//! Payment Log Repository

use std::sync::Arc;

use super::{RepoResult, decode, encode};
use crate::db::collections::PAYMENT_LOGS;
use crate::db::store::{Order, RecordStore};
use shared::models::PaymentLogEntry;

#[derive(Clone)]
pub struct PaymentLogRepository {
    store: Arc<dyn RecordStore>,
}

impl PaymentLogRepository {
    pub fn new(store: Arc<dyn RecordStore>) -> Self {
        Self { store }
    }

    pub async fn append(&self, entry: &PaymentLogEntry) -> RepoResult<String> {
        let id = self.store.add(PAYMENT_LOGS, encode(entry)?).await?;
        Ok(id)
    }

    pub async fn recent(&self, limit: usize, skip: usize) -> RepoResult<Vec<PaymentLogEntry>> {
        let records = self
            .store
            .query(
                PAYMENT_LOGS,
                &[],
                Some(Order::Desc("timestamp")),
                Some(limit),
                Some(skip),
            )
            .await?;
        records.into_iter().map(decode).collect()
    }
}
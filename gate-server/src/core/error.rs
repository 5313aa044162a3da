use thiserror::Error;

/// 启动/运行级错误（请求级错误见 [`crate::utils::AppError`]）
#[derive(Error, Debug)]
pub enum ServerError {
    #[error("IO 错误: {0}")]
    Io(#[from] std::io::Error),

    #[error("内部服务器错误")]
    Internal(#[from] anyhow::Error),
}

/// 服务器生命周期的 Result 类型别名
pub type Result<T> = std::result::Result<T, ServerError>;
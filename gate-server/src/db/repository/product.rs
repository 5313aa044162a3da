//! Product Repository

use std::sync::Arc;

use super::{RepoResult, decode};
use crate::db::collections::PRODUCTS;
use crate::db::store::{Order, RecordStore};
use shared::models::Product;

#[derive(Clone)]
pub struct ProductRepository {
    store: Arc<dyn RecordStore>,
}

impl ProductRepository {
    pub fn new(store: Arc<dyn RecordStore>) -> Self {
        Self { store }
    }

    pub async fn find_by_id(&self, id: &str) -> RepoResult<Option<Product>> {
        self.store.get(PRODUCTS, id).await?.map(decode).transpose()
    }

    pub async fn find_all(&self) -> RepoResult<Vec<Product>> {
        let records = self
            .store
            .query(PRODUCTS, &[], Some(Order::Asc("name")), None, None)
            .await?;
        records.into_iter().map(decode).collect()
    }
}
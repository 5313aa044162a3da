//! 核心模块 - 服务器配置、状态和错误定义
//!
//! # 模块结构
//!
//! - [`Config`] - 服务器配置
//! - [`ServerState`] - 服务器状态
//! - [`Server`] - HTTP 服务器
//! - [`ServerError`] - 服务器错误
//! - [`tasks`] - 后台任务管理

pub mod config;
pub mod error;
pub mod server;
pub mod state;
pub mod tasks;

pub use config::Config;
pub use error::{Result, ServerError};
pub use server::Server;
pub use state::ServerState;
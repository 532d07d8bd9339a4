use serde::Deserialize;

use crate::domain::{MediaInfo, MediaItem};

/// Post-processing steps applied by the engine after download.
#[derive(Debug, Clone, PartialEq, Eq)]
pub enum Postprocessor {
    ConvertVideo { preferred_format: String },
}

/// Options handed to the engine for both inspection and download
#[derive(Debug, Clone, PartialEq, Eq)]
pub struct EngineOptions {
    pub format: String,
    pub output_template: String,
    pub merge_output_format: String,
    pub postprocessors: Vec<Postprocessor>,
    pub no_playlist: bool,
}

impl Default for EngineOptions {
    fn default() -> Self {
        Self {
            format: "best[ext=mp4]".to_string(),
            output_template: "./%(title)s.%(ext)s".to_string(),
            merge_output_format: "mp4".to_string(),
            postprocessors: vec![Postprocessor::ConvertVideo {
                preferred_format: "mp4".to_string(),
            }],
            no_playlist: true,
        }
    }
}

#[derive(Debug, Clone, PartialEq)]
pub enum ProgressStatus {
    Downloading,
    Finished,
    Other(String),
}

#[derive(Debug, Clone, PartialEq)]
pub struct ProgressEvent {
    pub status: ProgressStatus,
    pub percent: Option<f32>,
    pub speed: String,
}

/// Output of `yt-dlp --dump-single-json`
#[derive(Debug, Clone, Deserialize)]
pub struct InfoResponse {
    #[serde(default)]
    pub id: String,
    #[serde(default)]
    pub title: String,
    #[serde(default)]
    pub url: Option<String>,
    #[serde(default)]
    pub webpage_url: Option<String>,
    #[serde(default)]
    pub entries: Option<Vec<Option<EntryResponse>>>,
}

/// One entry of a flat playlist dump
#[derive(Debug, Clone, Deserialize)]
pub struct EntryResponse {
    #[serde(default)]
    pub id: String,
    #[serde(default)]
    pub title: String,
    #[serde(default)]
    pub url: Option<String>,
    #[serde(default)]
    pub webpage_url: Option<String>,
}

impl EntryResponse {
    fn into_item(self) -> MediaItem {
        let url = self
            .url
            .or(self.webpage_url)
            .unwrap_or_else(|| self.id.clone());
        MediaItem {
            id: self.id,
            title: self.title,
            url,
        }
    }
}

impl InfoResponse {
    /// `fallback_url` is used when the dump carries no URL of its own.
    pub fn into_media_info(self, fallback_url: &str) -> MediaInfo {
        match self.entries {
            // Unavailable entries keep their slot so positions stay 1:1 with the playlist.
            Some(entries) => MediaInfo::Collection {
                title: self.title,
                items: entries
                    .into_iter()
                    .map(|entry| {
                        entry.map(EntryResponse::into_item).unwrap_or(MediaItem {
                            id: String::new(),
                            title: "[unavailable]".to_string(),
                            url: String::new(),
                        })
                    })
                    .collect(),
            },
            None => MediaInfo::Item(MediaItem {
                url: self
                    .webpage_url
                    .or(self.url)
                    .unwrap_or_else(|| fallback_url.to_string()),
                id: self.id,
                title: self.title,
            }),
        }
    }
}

^^^^

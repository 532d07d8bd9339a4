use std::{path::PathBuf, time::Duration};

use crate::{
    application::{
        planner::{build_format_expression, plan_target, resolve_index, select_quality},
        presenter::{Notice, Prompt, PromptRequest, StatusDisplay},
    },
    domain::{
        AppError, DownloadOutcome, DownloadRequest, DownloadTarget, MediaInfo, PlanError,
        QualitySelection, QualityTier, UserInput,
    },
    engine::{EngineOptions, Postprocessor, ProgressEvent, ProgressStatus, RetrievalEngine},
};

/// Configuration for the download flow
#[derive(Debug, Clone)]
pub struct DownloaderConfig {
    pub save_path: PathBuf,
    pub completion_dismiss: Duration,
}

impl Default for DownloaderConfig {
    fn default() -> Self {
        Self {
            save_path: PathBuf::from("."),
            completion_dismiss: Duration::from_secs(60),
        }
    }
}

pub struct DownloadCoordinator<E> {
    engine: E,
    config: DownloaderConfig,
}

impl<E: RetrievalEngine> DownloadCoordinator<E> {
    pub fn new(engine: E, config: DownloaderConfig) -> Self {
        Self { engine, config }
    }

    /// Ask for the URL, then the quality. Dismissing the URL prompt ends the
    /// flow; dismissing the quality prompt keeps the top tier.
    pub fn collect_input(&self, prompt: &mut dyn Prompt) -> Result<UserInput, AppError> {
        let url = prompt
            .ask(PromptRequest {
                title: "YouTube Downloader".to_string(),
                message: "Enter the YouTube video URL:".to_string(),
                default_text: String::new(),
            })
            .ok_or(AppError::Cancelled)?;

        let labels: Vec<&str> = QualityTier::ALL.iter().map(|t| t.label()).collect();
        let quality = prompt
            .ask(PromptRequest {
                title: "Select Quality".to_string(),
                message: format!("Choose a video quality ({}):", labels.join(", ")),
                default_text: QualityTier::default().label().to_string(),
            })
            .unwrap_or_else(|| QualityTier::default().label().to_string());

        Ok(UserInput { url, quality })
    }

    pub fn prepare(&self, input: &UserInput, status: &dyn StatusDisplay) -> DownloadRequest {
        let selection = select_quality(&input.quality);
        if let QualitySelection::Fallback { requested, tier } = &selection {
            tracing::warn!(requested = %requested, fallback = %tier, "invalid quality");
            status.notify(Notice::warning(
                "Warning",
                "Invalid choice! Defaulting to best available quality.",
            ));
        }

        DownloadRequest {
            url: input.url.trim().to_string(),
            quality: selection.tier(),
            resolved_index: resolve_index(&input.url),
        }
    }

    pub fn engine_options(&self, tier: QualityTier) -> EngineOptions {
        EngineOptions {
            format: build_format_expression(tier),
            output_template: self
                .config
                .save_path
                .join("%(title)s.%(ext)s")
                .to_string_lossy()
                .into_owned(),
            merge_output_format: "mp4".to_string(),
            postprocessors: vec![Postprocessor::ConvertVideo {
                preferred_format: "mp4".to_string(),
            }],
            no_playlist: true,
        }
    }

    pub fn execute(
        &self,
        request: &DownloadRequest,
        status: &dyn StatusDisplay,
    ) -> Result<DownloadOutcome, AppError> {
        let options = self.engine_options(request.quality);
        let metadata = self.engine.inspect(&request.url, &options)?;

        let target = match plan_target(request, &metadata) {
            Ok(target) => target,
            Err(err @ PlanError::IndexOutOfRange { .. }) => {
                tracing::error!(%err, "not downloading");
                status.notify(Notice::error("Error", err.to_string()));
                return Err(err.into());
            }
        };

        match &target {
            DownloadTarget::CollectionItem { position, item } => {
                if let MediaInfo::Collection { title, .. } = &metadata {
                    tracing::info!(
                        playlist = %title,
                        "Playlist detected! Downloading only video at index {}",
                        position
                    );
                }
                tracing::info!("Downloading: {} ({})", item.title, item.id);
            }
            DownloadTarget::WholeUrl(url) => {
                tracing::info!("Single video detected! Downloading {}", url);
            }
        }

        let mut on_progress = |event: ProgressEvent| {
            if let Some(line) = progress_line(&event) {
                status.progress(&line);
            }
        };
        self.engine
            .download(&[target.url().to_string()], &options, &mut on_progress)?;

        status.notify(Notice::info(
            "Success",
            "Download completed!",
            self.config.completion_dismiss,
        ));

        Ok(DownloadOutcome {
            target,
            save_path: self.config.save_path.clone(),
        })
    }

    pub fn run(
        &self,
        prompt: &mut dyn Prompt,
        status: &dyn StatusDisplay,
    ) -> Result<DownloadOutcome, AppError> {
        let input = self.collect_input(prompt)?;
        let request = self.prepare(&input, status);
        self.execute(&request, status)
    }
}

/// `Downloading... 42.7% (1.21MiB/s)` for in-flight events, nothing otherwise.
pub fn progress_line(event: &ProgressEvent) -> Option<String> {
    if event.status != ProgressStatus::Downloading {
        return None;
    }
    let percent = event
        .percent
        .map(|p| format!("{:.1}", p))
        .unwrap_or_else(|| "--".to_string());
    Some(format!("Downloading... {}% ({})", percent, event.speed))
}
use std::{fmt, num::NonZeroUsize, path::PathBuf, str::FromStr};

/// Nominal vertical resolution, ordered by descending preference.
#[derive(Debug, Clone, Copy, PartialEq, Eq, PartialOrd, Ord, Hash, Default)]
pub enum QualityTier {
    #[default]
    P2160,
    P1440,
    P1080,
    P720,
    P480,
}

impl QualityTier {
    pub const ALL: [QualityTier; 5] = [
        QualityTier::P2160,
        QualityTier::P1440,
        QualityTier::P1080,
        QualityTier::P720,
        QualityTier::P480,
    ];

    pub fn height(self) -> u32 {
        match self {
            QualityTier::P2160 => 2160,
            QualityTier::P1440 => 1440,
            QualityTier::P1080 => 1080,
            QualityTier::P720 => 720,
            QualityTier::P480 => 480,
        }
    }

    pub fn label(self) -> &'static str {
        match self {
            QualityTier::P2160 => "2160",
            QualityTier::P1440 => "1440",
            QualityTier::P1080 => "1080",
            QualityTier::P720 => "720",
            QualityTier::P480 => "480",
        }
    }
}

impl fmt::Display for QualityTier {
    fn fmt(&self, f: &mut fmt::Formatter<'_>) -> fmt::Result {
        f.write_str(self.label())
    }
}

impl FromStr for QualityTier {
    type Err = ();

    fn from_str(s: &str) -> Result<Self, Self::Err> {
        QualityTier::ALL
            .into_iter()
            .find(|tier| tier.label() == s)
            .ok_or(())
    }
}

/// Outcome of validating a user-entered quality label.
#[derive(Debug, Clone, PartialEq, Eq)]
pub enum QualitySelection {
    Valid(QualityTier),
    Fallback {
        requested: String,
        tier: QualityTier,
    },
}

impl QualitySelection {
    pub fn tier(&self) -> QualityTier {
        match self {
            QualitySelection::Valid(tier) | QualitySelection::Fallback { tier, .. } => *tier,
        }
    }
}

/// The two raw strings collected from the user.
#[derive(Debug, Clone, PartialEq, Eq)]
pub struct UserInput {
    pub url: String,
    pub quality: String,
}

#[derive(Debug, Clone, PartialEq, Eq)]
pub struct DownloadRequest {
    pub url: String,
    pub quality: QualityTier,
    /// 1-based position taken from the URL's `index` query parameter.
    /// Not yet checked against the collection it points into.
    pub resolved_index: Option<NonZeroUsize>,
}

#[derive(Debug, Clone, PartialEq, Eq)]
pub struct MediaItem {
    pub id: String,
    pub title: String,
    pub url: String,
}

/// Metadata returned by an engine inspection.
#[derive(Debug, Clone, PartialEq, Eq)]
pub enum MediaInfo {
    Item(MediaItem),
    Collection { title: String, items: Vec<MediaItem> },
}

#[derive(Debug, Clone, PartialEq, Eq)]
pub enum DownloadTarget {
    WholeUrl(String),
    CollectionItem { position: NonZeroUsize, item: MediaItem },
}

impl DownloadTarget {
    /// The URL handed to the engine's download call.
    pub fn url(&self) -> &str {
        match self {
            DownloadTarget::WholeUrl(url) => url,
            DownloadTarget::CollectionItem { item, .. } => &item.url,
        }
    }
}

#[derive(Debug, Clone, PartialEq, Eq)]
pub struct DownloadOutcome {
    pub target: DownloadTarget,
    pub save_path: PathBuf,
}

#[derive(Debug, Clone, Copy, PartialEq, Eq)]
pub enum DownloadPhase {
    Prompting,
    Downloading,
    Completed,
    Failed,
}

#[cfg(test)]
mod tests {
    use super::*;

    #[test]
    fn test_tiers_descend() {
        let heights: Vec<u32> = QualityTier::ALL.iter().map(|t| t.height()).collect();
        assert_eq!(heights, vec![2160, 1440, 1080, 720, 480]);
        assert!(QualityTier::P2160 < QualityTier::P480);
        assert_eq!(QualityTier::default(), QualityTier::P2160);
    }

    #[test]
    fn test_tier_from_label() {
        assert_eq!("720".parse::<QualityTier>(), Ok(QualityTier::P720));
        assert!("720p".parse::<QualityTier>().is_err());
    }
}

^^^^

» Exercise requirements
Tell how many lines of the data contain "skip". Nothing but the number belongs in the reply.

» Your solution
2